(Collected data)
· · · ·
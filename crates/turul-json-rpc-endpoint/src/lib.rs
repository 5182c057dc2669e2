//! # JSON-RPC 2.0 Endpoint Engine
//!
//! A transport-agnostic, bidirectional JSON-RPC 2.0 endpoint. Either side of a
//! connection can send requests and notifications; the endpoint turns the
//! inbound message stream into dispatched, ordered, correlated and cancellable
//! protocol traffic.
//!
//! ## Features
//! - Structural message classification (requests, notifications, responses, malformed input)
//! - Bounded-concurrency dispatch that still emits replies in arrival order
//! - Backpressure from the outbound sink all the way back to the inbound reader
//! - Pending-request handles with bounded waits and at-most-once cancellation
//! - Inbound `$/cancelRequest` support for long-running handlers
//! - Structured log/trace side channel with an injectable clock
//!
//! ## Quick Start
//!
//! ```rust,no_run
//! use serde_json::json;
//! use turul_json_rpc_endpoint::{ChannelTransport, Endpoint, HandlerError};
//!
//! #[tokio::main]
//! async fn main() -> Result<(), Box<dyn std::error::Error>> {
//!     let (io, _peer) = ChannelTransport::pair(64);
//!
//!     let endpoint = Endpoint::<()>::builder()
//!         .parallelism(4)
//!         .on_request("ping", |_ctx, _params| async move { Ok::<_, HandlerError>(json!("pong")) })
//!         .build(io.inbound, io.outbound);
//!
//!     let completion = endpoint.start(())?;
//!     endpoint.shutdown().await;
//!     completion.wait().await;
//!     Ok(())
//! }
//! ```

pub mod classify;
pub mod clock;
pub mod config;
pub mod endpoint;
pub mod error;
pub mod events;
pub mod handler;
pub mod message;
pub mod notification;
pub mod pending;
pub mod pipeline;
pub mod prelude;
pub mod request;
pub mod response;
pub mod transport;
pub mod types;

// Re-export main types
pub use classify::{InboundMessage, MessageKind, classify, classify_value};
pub use clock::{Clock, ManualClock, SystemClock};
pub use config::EndpointConfig;
pub use endpoint::{Completion, Endpoint, EndpointBuilder, IncomingResponse, ShutdownStatus};
pub use error::{
    EndpointError, HandlerError, JsonRpcError, JsonRpcErrorCode, JsonRpcErrorObject,
    TransportError,
};
pub use events::{EndpointEvent, LogEvent, LogLevel, TraceEvent};
pub use handler::{HandlerRegistry, NotificationHandler, RequestHandler};
pub use message::Message;
pub use notification::JsonRpcNotification;
pub use pending::{PendingRequest, RequestOutcome, RequestState};
pub use request::{JsonRpcRequest, RequestParams};
pub use response::{JsonRpcResponse, ResponseResult};
pub use transport::{ChannelTransport, EndpointIo, InboundStream, PeerIo};
pub use types::{JsonRpcVersion, RequestId};

/// JSON-RPC 2.0 version constant
pub const JSONRPC_VERSION: &str = "2.0";

/// Default method name used for out-of-band request cancellation
pub const CANCEL_REQUEST_METHOD: &str = "$/cancelRequest";

/// Standard JSON-RPC 2.0 error codes
pub mod error_codes {
    pub const PARSE_ERROR: i64 = -32700;
    pub const INVALID_REQUEST: i64 = -32600;
    pub const METHOD_NOT_FOUND: i64 = -32601;
    pub const INVALID_PARAMS: i64 = -32602;
    pub const INTERNAL_ERROR: i64 = -32603;

    // Server error range: -32099 to -32000
    pub const SERVER_ERROR_START: i64 = -32099;
    pub const SERVER_ERROR_END: i64 = -32000;

    /// Reply code for an inbound request the peer cancelled while it was running
    pub const REQUEST_CANCELLED: i64 = -32800;
}
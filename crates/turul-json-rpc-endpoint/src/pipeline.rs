//! Ordered, bounded-concurrency inbound pipeline.
//!
//! A single reader pulls messages off the transport and hands each one to a
//! worker task together with a semaphore permit and a sequence number. Workers
//! finish in any order; the emitter buffers their replies and writes them to
//! the outbound side strictly in arrival order. A permit is released only
//! after its reply has been written, so a slow outbound consumer stalls the
//! emitter, which holds the permits, which stalls the reader.
//!
//! Responses and inbound cancellations are handled by the reader itself
//! without a permit. While it waits for a permit the reader keeps pulling, so
//! those still get through when every worker is busy. Messages that need a
//! worker are held in a backlog of at most `parallelism` entries meanwhile.

use std::collections::{BTreeMap, VecDeque};
use std::panic::AssertUnwindSafe;
use std::sync::Arc;

use futures::{FutureExt, StreamExt};
use tokio::sync::{OwnedSemaphorePermit, Semaphore, mpsc};
use tokio_util::sync::CancellationToken;
use tracing::debug;

use crate::classify::{InboundMessage, classify};
use crate::endpoint::{Endpoint, IncomingResponse, Shared, Tracked};
use crate::events::LogLevel;
use crate::message::Message;
use crate::transport::InboundStream;

/// A finished unit of work waiting for its turn to be written
struct Completed {
    seq: u64,
    output: Option<Message>,
    permit: OwnedSemaphorePermit,
}

/// A message waiting for a worker. Requests are already cancellable.
type Queued = (InboundMessage, Option<Tracked>);

enum Pulled {
    /// Needs a worker
    Work(Queued),
    /// Dealt with inline
    Handled,
    /// Stop requested or transport closed; nothing more will be pulled
    Closed,
}

/// Sole consumer of the inbound stream
struct Reader<C>
where
    C: Send + Sync + 'static,
{
    endpoint: Endpoint<C>,
    inbound: InboundStream,
    stop: CancellationToken,
    open: bool,
}

impl<C> Reader<C>
where
    C: Send + Sync + 'static,
{
    /// Pull one message. Cancel-safe: nothing is awaited after the stream yields.
    async fn pull(&mut self) -> Pulled {
        let raw = tokio::select! {
            biased;
            _ = self.stop.cancelled() => {
                debug!("Stop requested, no longer reading inbound messages");
                self.open = false;
                return Pulled::Closed;
            }
            next = self.inbound.next() => match next {
                Some(raw) => raw,
                None => {
                    self.endpoint.log(LogLevel::Info, "Inbound transport closed", None);
                    self.open = false;
                    return Pulled::Closed;
                }
            },
        };

        let message = classify(raw);
        match message {
            InboundMessage::ResponseResult { .. } | InboundMessage::ResponseError { .. } => {
                if let Some(response) = IncomingResponse::from_inbound(message) {
                    self.endpoint.receive_response(response);
                }
                Pulled::Handled
            }
            InboundMessage::Notification(ref notification)
                if notification.method == self.endpoint.shared().cancel_method() =>
            {
                self.endpoint.shared().cancel_inbound(notification);
                Pulled::Handled
            }
            InboundMessage::Request(request) => {
                // Tracked before it can queue, so a cancellation that follows
                // right behind the request still finds it
                let tracked = self.endpoint.shared().track(&request.id);
                Pulled::Work((InboundMessage::Request(request), Some(tracked)))
            }
            message => Pulled::Work((message, None)),
        }
    }
}

/// Drive the inbound stream until it ends or `stop` fires, then wait for every
/// already-pulled message to be processed and its reply written.
pub(crate) async fn run<C>(
    endpoint: Endpoint<C>,
    context: Arc<C>,
    inbound: InboundStream,
    stop: CancellationToken,
) where
    C: Send + Sync + 'static,
{
    let parallelism = endpoint.config().effective_parallelism();
    let permits = Arc::new(Semaphore::new(parallelism));
    let (done_tx, done_rx) = mpsc::channel::<Completed>(parallelism);
    let emitter = tokio::spawn(emit(endpoint.shared().clone(), done_rx));

    let mut reader = Reader {
        endpoint: endpoint.clone(),
        inbound,
        stop,
        open: true,
    };
    let mut backlog: VecDeque<Queued> = VecDeque::with_capacity(parallelism);
    let mut seq: u64 = 0;

    loop {
        let (message, tracked) = match backlog.pop_front() {
            Some(work) => work,
            None if !reader.open => break,
            None => match reader.pull().await {
                Pulled::Work(work) => work,
                Pulled::Handled => continue,
                Pulled::Closed => break,
            },
        };

        // Once pulled, a message is always processed, even if `stop` fires meanwhile
        let permit = loop {
            if !reader.open || backlog.len() >= parallelism {
                break permits.clone().acquire_owned().await.ok();
            }
            tokio::select! {
                permit = permits.clone().acquire_owned() => break permit.ok(),
                pulled = reader.pull() => {
                    if let Pulled::Work(next) = pulled {
                        backlog.push_back(next);
                    }
                }
            }
        };
        let Some(permit) = permit else { break };

        let done = done_tx.clone();
        let endpoint = endpoint.clone();
        let context = context.clone();
        let this_seq = seq;
        seq += 1;

        tokio::spawn(async move {
            let dispatch = async {
                match (message, tracked) {
                    (InboundMessage::Request(request), Some(tracked)) => {
                        Some(endpoint.respond(context, request, tracked).await)
                    }
                    (message, _) => endpoint.receive_message(context, message).await,
                }
            };
            let output = match AssertUnwindSafe(dispatch).catch_unwind().await {
                Ok(output) => output,
                Err(_) => {
                    endpoint.log(LogLevel::Error, "Dispatch task panicked", None);
                    None
                }
            };
            let _ = done
                .send(Completed {
                    seq: this_seq,
                    output,
                    permit,
                })
                .await;
        });
    }

    drop(done_tx);
    if let Err(e) = emitter.await {
        endpoint.log(
            LogLevel::Error,
            "Reply emitter terminated abnormally",
            Some(e.to_string()),
        );
    }
}

/// Write replies in sequence order, releasing each permit once its reply is out
async fn emit(shared: Arc<Shared>, mut done: mpsc::Receiver<Completed>) {
    let mut next: u64 = 0;
    let mut ready: BTreeMap<u64, Completed> = BTreeMap::new();

    while let Some(completed) = done.recv().await {
        ready.insert(completed.seq, completed);

        while let Some(Completed { output, permit, .. }) = ready.remove(&next) {
            next += 1;
            if let Some(message) = output {
                if shared.outbound.is_closed() {
                    debug!(id = ?message.id(), "Outbound closed, dropping reply");
                } else if let Err(e) = shared.outbound.send(message).await {
                    shared.events.log(
                        LogLevel::Warn,
                        "Failed to write reply",
                        Some(e.to_string()),
                    );
                }
            }
            drop(permit);
        }
    }
}

#[cfg(test)]
mod tests {
    use std::time::Duration;

    use serde_json::{Value, json};

    use crate::endpoint::Endpoint;
    use crate::error::HandlerError;
    use crate::message::Message;
    use crate::transport::ChannelTransport;

    #[tokio::test(start_paused = true)]
    async fn test_replies_follow_arrival_order() {
        let (io, mut peer) = ChannelTransport::pair(16);
        let endpoint = Endpoint::<()>::builder()
            .parallelism(3)
            .on_request("sleep", |_ctx, params| async move {
                let ms = params
                    .as_ref()
                    .and_then(|p| p.get_index(0))
                    .and_then(Value::as_u64)
                    .unwrap_or(0);
                tokio::time::sleep(Duration::from_millis(ms)).await;
                Ok::<_, HandlerError>(json!(ms))
            })
            .build(io.inbound, io.outbound);
        let completion = endpoint.start(()).unwrap();

        for (id, ms) in [(1, 30), (2, 10), (3, 20), (4, 0)] {
            peer.send(json!({"jsonrpc": "2.0", "id": id, "method": "sleep", "params": [ms]}))
                .await
                .unwrap();
        }

        let mut ids = Vec::new();
        for _ in 0..4 {
            match peer.recv().await {
                Some(Message::Response(resp)) => ids.push(resp.id.as_i64().unwrap()),
                other => panic!("unexpected output {other:?}"),
            }
        }
        assert_eq!(ids, vec![1, 2, 3, 4]);

        drop(peer.to_endpoint);
        completion.wait().await;
    }

    #[tokio::test]
    async fn test_transport_close_drains_and_closes_outbound() {
        let (io, mut peer) = ChannelTransport::pair(16);
        let endpoint = Endpoint::<()>::builder()
            .on_request("echo", |_ctx, params| async move {
                Ok::<_, HandlerError>(params.map(|p| p.into_value()).unwrap_or(Value::Null))
            })
            .build(io.inbound, io.outbound);
        let completion = endpoint.start(()).unwrap();

        peer.send(json!({"jsonrpc": "2.0", "id": 1, "method": "echo", "params": {"a": 1}}))
            .await
            .unwrap();
        drop(peer.to_endpoint);

        match peer.from_endpoint.recv().await {
            Some(Message::Response(resp)) => {
                assert_eq!(resp.result.into_value(), json!({"a": 1}))
            }
            other => panic!("unexpected output {other:?}"),
        }
        assert!(peer.from_endpoint.recv().await.is_none());
        completion.wait().await;
        assert!(completion.is_complete());
    }
}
· · · ·
- _Directions_
Only the lines from the beginning of the data above through the line containing "Re-export main types" should be repeated, exactly as they appear.

- _Task response_
filename crates/turul-json-rpc-endpoint/src/lib.rs
repository 5182c057dc2669e2
//! # JSON-RPC 2.0 Endpoint Engine
//!
//! A transport-agnostic, bidirectional JSON-RPC 2.0 endpoint. Either side of a
//! connection can send requests and notifications; the endpoint turns the
//! inbound message stream into dispatched, ordered, correlated and cancellable
//! protocol traffic.
//!
//! ## Features
//! - Structural message classification (requests, notifications, responses, malformed input)
//! - Bounded-concurrency dispatch that still emits replies in arrival order
//! - Backpressure from the outbound sink all the way back to the inbound reader
//! - Pending-request handles with bounded waits and at-most-once cancellation
//! - Inbound `$/cancelRequest` support for long-running handlers
//! - Structured log/trace side channel with an injectable clock
//!
//! ## Quick Start
//!
//! ```rust,no_run
//! use serde_json::json;
//! use turul_json_rpc_endpoint::{ChannelTransport, Endpoint, HandlerError};
//!
//! #[tokio::main]
//! async fn main() -> Result<(), Box<dyn std::error::Error>> {
//!     let (io, _peer) = ChannelTransport::pair(64);
//!
//!     let endpoint = Endpoint::<()>::builder()
//!         .parallelism(4)
//!         .on_request("ping", |_ctx, _params| async move { Ok::<_, HandlerError>(json!("pong")) })
//!         .build(io.inbound, io.outbound);
//!
//!     let completion = endpoint.start(())?;
//!     endpoint.shutdown().await;
//!     completion.wait().await;
//!     Ok(())
//! }
//! ```

pub mod classify;
pub mod clock;
pub mod config;
pub mod endpoint;
pub mod error;
pub mod events;
pub mod handler;
pub mod message;
pub mod notification;
pub mod pending;
pub mod pipeline;
pub mod prelude;
pub mod request;
pub mod response;
pub mod transport;
pub mod types;

// Re-export main types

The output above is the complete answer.